━━━ Provided data

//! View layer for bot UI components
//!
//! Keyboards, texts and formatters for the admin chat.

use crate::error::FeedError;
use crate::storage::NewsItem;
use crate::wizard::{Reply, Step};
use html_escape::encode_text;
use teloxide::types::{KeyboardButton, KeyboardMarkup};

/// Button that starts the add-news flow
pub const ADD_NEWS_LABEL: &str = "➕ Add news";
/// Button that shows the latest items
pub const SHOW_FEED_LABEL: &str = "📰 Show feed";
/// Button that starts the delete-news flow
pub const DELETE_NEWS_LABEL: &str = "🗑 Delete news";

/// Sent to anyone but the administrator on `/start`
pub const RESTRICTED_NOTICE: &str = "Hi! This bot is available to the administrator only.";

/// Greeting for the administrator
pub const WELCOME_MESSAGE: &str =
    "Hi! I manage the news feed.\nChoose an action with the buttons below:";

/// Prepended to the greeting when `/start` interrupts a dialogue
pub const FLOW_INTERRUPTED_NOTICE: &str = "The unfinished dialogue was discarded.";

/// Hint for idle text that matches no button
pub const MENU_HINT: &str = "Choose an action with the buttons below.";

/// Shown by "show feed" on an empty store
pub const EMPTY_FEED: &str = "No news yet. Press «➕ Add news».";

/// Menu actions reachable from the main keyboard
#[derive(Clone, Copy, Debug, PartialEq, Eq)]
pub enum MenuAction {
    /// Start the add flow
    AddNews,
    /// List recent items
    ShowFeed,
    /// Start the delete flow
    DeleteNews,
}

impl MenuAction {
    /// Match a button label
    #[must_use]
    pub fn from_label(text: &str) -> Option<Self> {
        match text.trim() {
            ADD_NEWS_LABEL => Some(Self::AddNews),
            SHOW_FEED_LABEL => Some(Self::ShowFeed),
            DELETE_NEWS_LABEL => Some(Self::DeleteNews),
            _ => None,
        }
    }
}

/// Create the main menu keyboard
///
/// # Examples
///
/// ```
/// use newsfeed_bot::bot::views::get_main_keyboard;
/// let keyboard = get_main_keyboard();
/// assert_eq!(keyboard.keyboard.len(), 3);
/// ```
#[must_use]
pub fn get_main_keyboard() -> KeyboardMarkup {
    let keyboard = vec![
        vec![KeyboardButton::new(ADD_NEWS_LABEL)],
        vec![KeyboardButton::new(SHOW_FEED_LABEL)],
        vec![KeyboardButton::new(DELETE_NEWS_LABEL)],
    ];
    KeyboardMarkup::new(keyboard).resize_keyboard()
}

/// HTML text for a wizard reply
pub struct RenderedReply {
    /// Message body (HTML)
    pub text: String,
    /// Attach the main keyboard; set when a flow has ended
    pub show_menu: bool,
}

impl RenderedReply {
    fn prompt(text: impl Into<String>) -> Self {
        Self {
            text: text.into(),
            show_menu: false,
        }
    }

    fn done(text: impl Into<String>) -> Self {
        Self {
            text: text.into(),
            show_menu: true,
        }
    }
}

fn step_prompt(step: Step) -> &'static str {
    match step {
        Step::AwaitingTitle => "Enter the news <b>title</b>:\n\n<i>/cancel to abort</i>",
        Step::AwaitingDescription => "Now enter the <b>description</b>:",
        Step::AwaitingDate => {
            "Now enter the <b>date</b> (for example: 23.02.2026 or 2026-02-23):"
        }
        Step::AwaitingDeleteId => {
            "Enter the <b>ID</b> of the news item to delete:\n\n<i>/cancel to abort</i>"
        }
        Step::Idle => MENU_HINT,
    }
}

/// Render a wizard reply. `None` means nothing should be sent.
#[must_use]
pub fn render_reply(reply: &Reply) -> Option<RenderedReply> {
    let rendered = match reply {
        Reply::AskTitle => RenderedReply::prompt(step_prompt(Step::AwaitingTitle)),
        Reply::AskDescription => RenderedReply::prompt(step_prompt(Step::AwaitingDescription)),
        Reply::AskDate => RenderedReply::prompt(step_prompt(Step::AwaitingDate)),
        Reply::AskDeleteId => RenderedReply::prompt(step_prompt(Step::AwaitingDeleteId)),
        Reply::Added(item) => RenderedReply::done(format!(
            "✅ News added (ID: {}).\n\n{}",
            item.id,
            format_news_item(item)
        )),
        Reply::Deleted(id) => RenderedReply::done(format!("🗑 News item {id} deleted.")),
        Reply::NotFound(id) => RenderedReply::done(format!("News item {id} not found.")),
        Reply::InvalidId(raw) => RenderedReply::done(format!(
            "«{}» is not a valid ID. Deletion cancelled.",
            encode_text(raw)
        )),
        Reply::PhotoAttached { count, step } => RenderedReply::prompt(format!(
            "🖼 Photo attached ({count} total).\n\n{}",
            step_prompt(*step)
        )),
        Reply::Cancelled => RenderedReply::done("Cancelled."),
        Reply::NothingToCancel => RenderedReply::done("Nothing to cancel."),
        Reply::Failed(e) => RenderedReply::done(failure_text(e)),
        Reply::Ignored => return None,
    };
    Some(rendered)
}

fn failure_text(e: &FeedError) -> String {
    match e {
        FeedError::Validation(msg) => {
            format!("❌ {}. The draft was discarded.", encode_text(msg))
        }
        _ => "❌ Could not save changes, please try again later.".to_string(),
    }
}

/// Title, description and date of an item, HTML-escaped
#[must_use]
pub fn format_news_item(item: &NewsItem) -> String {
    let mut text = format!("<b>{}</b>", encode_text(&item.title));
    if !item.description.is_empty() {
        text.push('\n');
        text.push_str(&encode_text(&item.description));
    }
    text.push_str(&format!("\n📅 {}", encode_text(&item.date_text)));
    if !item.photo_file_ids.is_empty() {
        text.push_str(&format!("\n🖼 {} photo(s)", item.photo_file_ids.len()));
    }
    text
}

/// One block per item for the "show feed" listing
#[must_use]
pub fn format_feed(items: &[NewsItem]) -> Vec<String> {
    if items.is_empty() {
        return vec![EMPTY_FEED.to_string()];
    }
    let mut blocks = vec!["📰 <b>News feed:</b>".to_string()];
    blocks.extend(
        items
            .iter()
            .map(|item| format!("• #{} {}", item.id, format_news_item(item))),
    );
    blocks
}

━━━━━━

* _What this task involves_:
For each line above that holds the string "buttons", provide a copy of that line.

* _Expected answer_:
    "Hi! I manage the news feed.\nChoose an action with the buttons below:";
pub const MENU_HINT: &str = "Choose an action with the buttons below.";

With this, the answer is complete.